(12 Sep 2000) English/Nat
XFA
Pledging to preserve the spark of a once-vibrant Polish-Jewish culture decimated by the Holocaust, American Jews reopened a century-old synagogue Tuesday near the site of the notorious Auschwitz Nazi death camp.
Sitting on a knoll in central Oswiecim about 3 kilometers (1.9 miles) from the Auschwitz site, the Lomdei Mishnayot Synagogue was among a dozen that once served 7,000 Jews in the southern Polish city - more than half its prewar population.
Invading Nazi troops turned it into a munitions warehouse in 1939.
About 70 American Jews were joined at Tuesday's dedication by more than 200 officials from Poland, Israel, the Roman Catholic Church - even an Islamic prince from Jordan - in a sign of religious tolerance.

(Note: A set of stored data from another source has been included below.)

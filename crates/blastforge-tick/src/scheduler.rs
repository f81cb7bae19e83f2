//! Fixed-timestep tick scheduler.

use std::time::{Duration, Instant};

use tokio::time::{self, Instant as TokioInstant};
use tracing::{debug, trace, warn};

/// Configuration for the tick scheduler.
#[derive(Debug, Clone)]
pub struct TickConfig {
    /// Tick rate in Hz. Must be at least 1.
    pub tick_rate_hz: u32,
    /// Fraction of the tick budget (0.0–1.0) above which a tick's execution
    /// time is logged as a warning.
    pub budget_warn_threshold: f64,
}

impl Default for TickConfig {
    fn default() -> Self {
        Self {
            tick_rate_hz: 20,
            budget_warn_threshold: 0.80,
        }
    }
}

impl TickConfig {
    /// Maximum supported tick rate.
    pub const MAX_TICK_RATE_HZ: u32 = 128;

    pub fn with_rate(tick_rate_hz: u32) -> Self {
        Self {
            tick_rate_hz,
            ..Default::default()
        }
    }

    /// Clamps out-of-range values: the rate to `1..=MAX_TICK_RATE_HZ` and the
    /// threshold to `0.0..=1.0`.
    pub fn validated(mut self) -> Self {
        let clamped = self.tick_rate_hz.clamp(1, Self::MAX_TICK_RATE_HZ);
        if clamped != self.tick_rate_hz {
            warn!(requested = self.tick_rate_hz, clamped, "tick rate out of range");
            self.tick_rate_hz = clamped;
        }
        self.budget_warn_threshold = self.budget_warn_threshold.clamp(0.0, 1.0);
        self
    }

    pub fn tick_duration(&self) -> Duration {
        Duration::from_secs_f64(1.0 / self.tick_rate_hz as f64)
    }
}

/// Information about a fired tick.
#[derive(Debug, Clone)]
pub struct TickInfo {
    /// Monotonically increasing tick number (starts at 1).
    pub tick: u64,
    /// Fixed delta time (always `1 / tick_rate`). The simulation advances by
    /// this amount regardless of wall-clock jitter.
    pub dt: Duration,
    /// Whole ticks skipped because this one fired late.
    pub ticks_skipped: u64,
}

/// Fixed-timestep scheduler for the simulation clock.
///
/// Overruns are handled by skipping: a late tick reschedules from "now"
/// instead of bursting to catch up.
pub struct TickScheduler {
    config: TickConfig,
    tick_duration: Duration,
    tick_count: u64,
    next_tick: TokioInstant,
    tick_start: Option<Instant>,
    paused: bool,
}

impl TickScheduler {
    pub fn new(config: TickConfig) -> Self {
        let config = config.validated();
        let tick_duration = config.tick_duration();
        debug!(
            rate_hz = config.tick_rate_hz,
            budget_ms = tick_duration.as_secs_f64() * 1000.0,
            "tick scheduler created"
        );
        Self {
            config,
            tick_duration,
            tick_count: 0,
            next_tick: TokioInstant::now() + tick_duration,
            tick_start: None,
            paused: false,
        }
    }

    pub fn with_rate(tick_rate_hz: u32) -> Self {
        Self::new(TickConfig::with_rate(tick_rate_hz))
    }

    /// Creates a scheduler that stays idle until [`resume`](Self::resume).
    pub fn paused(config: TickConfig) -> Self {
        let mut scheduler = Self::new(config);
        scheduler.paused = true;
        scheduler
    }

    /// Waits until the next tick is due.
    ///
    /// While paused this future never resolves. It is cancel-safe: dropping
    /// it before the deadline leaves the schedule untouched.
    pub async fn wait_for_tick(&mut self) -> TickInfo {
        if self.paused {
            std::future::pending::<()>().await;
        }

        time::sleep_until(self.next_tick).await;

        let now = TokioInstant::now();
        let late_by = now.saturating_duration_since(self.next_tick);
        let ticks_skipped = (late_by.as_nanos() / self.tick_duration.as_nanos()) as u64;
        if ticks_skipped > 0 {
            warn!(
                tick = self.tick_count + 1,
                skipped = ticks_skipped,
                late_ms = late_by.as_secs_f64() * 1000.0,
                "tick overrun, skipping ahead"
            );
            self.next_tick = now + self.tick_duration;
        } else {
            self.next_tick += self.tick_duration;
        }

        self.tick_count += 1;
        self.tick_start = Some(Instant::now());
        trace!(tick = self.tick_count, "tick fired");

        TickInfo {
            tick: self.tick_count,
            dt: self.tick_duration,
            ticks_skipped,
        }
    }

    /// Records that the work for the current tick has finished and warns if
    /// it used more than the configured share of the budget.
    pub fn record_tick_end(&mut self) {
        let Some(start) = self.tick_start.take() else {
            return;
        };
        let elapsed = start.elapsed();
        let utilization = elapsed.as_secs_f64() / self.tick_duration.as_secs_f64();
        if utilization >= self.config.budget_warn_threshold {
            warn!(
                tick = self.tick_count,
                elapsed_ms = elapsed.as_secs_f64() * 1000.0,
                utilization_pct = format!("{:.1}", utilization * 100.0),
                "tick approaching budget limit"
            );
        }
    }

    /// Stops ticking. Idempotent.
    pub fn pause(&mut self) {
        if !self.paused {
            self.paused = true;
            debug!(tick = self.tick_count, "tick scheduler paused");
        }
    }

    /// Restarts ticking one full period from now. Idempotent.
    pub fn resume(&mut self) {
        if self.paused {
            self.paused = false;
            self.next_tick = TokioInstant::now() + self.tick_duration;
            debug!(tick = self.tick_count, "tick scheduler resumed");
        }
    }

    pub fn is_paused(&self) -> bool {
        self.paused
    }

    pub fn tick_count(&self) -> u64 {
        self.tick_count
    }

    pub fn tick_rate_hz(&self) -> u32 {
        self.config.tick_rate_hz
    }

    pub fn tick_duration(&self) -> Duration {
        self.tick_duration
    }
}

The ceremony under a green and white tent in warm sunshine also inaugurated an adjacent cultural center for the study of Jewish history in Poland.
The synagogue was briefly revived after World War II by local Jews who survived the Holocaust, but was abandoned when most left communist Poland for the new state of Israel.
It reverted to warehouse use and fell into disrepair.
Poland, now 95 percent Catholic, returned the synagogue to the Jewish community in March 1998 under a restitution program for former Jewish religious properties.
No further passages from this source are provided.